== SOURCE RECORDS ==

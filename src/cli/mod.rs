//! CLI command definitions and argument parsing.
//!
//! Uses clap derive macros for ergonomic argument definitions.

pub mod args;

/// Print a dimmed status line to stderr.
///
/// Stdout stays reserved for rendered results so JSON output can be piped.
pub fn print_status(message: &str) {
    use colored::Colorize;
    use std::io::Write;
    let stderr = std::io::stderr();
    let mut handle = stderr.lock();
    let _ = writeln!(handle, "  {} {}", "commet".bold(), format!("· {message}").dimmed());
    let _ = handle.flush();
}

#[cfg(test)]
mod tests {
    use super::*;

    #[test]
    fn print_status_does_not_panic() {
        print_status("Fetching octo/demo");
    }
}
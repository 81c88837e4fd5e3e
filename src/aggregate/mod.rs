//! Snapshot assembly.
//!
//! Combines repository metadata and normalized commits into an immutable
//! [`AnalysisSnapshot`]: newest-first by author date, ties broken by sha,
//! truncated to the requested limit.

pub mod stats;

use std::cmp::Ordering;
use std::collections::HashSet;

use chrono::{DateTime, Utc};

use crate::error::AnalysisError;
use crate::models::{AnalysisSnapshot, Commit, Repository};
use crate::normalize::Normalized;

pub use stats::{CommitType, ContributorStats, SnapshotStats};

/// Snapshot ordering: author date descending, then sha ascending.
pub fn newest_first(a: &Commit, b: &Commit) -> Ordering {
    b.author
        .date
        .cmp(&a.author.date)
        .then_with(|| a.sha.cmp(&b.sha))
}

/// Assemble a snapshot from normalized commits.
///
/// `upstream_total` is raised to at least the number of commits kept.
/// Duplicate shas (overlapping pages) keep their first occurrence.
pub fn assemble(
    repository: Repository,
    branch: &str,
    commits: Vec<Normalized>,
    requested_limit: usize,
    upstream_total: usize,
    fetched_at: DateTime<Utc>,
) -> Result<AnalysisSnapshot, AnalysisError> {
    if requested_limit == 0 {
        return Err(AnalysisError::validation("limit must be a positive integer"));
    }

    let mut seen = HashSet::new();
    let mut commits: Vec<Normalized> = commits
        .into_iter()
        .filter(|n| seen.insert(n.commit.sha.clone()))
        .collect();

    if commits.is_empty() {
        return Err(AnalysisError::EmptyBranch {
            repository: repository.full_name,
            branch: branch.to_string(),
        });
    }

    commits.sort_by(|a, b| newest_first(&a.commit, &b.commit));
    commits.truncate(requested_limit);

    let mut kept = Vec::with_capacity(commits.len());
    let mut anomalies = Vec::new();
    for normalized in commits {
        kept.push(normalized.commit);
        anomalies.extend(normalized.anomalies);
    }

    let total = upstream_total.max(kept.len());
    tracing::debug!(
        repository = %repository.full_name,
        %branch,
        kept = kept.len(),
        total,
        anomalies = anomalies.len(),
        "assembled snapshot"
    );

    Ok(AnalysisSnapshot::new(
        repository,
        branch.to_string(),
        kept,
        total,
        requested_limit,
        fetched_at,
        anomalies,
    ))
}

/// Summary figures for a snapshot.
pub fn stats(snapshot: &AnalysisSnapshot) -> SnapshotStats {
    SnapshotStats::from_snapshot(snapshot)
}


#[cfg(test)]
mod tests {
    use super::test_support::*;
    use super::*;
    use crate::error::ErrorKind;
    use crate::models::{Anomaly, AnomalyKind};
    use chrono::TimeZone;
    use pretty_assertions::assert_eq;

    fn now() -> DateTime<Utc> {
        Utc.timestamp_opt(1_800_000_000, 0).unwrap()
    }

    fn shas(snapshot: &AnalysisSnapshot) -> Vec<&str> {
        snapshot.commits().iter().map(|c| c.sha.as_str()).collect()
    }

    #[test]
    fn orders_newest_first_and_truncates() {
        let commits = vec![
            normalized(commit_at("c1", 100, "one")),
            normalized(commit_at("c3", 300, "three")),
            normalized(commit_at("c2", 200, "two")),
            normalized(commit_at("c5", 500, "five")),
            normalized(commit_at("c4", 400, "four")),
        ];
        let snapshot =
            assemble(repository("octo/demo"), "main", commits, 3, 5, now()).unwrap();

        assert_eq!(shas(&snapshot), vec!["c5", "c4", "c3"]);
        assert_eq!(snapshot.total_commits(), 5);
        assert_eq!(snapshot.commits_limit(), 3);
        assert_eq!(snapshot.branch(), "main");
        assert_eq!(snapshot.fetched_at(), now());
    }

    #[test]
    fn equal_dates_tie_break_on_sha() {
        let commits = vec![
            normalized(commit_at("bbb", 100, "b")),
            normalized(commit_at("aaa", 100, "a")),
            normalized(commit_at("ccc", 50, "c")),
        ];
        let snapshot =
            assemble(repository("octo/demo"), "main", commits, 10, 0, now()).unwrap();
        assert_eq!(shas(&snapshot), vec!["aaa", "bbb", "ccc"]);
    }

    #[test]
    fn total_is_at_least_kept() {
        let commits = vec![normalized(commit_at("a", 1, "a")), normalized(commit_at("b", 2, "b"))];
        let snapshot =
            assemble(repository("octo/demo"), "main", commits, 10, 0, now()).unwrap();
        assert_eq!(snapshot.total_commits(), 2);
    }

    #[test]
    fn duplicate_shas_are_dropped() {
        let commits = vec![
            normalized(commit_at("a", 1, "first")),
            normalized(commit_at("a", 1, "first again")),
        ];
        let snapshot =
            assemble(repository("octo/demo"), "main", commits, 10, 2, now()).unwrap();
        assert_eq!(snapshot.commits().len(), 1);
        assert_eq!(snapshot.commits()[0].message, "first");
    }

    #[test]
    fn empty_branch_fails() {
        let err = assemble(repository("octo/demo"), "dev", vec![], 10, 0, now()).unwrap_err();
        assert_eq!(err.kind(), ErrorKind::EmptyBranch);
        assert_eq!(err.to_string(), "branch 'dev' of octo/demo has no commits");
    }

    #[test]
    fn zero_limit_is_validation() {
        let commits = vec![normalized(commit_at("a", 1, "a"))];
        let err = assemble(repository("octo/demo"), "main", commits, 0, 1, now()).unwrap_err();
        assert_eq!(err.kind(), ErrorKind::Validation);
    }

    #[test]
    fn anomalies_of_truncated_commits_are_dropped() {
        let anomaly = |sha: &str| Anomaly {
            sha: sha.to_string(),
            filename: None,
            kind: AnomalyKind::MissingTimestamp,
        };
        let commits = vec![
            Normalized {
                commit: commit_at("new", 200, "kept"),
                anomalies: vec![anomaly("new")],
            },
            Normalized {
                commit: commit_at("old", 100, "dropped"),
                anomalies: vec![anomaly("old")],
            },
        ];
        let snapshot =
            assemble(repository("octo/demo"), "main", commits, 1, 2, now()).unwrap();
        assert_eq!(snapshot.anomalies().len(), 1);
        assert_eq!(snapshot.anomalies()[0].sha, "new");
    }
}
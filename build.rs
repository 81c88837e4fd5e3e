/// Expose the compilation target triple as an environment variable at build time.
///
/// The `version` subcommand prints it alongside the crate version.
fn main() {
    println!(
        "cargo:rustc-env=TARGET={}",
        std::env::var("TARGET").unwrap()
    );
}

===

YOUR TASK:
Out of the entries, report each line that contains the word "definitions".

YOUR SOLUTION:
//! CLI command definitions and argument parsing.
//! Uses clap derive macros for ergonomic argument definitions.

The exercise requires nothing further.